Take the lines below between the one holding "shared across handlers." and the one holding "pub(crate) fn error_response(err: DocsError)", inclusive, and copy them exactly. Add nothing.

+--

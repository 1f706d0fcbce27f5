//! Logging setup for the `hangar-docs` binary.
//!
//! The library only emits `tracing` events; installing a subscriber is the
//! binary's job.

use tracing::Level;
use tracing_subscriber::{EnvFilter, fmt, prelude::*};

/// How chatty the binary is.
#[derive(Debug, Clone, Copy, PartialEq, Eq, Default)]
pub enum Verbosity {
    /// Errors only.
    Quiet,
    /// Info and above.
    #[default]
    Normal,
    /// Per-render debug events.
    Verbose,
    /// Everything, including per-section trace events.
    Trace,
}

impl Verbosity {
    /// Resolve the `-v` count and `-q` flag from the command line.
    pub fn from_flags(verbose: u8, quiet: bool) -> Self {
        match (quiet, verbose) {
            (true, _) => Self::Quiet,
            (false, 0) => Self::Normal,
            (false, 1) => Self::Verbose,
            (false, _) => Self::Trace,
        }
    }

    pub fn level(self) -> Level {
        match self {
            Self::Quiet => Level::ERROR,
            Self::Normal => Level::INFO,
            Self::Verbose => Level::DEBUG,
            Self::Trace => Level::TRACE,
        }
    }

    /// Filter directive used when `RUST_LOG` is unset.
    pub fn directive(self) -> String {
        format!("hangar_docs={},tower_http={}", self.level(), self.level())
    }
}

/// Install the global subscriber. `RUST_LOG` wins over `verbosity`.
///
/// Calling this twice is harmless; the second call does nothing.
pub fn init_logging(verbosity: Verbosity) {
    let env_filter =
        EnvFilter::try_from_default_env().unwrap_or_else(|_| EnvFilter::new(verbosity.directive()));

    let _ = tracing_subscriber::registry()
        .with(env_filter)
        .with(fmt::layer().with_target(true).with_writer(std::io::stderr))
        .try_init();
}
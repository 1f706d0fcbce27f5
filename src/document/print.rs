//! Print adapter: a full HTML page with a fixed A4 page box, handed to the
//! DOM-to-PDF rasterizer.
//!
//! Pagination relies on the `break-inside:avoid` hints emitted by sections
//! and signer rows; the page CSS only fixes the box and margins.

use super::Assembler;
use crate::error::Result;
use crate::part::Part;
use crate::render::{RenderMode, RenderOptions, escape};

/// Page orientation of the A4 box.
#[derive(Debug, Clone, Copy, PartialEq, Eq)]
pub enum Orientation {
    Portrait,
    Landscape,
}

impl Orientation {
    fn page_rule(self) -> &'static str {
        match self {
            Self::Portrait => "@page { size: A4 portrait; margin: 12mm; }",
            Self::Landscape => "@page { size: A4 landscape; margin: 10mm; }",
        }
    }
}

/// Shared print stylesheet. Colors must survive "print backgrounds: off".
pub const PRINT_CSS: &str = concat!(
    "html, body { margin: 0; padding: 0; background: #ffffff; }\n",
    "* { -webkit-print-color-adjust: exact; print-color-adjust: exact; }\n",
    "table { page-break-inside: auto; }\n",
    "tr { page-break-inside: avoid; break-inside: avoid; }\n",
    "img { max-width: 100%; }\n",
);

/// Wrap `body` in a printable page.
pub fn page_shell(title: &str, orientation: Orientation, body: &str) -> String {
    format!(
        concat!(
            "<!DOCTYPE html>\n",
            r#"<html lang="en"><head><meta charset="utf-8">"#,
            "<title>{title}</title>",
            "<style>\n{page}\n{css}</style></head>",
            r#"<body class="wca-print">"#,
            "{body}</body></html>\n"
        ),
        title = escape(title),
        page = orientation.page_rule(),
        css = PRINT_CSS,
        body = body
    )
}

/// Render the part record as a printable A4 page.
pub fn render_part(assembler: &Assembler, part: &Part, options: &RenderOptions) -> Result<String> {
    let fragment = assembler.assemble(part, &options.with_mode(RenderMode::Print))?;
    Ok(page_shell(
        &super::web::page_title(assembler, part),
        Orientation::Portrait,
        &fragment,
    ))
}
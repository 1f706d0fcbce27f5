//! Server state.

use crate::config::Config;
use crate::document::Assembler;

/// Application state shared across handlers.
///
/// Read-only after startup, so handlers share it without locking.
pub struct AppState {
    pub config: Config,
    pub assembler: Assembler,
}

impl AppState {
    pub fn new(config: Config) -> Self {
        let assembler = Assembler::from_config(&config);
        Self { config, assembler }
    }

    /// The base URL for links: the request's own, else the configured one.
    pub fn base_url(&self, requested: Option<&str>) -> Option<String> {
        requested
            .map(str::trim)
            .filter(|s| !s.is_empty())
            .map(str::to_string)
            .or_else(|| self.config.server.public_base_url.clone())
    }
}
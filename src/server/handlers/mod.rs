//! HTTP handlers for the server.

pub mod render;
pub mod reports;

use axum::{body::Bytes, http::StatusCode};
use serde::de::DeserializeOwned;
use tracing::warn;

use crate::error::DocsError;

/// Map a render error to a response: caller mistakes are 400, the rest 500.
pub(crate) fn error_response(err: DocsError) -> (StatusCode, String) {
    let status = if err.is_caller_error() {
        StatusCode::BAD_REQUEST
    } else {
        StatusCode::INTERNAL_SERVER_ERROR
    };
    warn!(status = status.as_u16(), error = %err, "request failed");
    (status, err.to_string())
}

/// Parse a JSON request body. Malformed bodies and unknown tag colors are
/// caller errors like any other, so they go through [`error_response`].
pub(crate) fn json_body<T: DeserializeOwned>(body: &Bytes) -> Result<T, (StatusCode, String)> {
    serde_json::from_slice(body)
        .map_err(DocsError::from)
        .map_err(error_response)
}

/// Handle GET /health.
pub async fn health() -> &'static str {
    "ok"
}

+--

TASK OUTPUT:
/// Application state shared across handlers.
///
/// Read-only after startup, so handlers share it without locking.
pub struct AppState {
    pub config: Config,
    pub assembler: Assembler,
}

impl AppState {
    pub fn new(config: Config) -> Self {
        let assembler = Assembler::from_config(&config);
        Self { config, assembler }
    }

    /// The base URL for links: the request's own, else the configured one.
    pub fn base_url(&self, requested: Option<&str>) -> Option<String> {
        requested
            .map(str::trim)
            .filter(|s| !s.is_empty())
            .map(str::to_string)
            .or_else(|| self.config.server.public_base_url.clone())
    }
}
filename src/server/handlers/mod.rs
//! HTTP handlers for the server.

pub mod render;
pub mod reports;

use axum::{body::Bytes, http::StatusCode};
use serde::de::DeserializeOwned;
use tracing::warn;

use crate::error::DocsError;

/// Map a render error to a response: caller mistakes are 400, the rest 500.
pub(crate) fn error_response(err: DocsError) -> (StatusCode, String) {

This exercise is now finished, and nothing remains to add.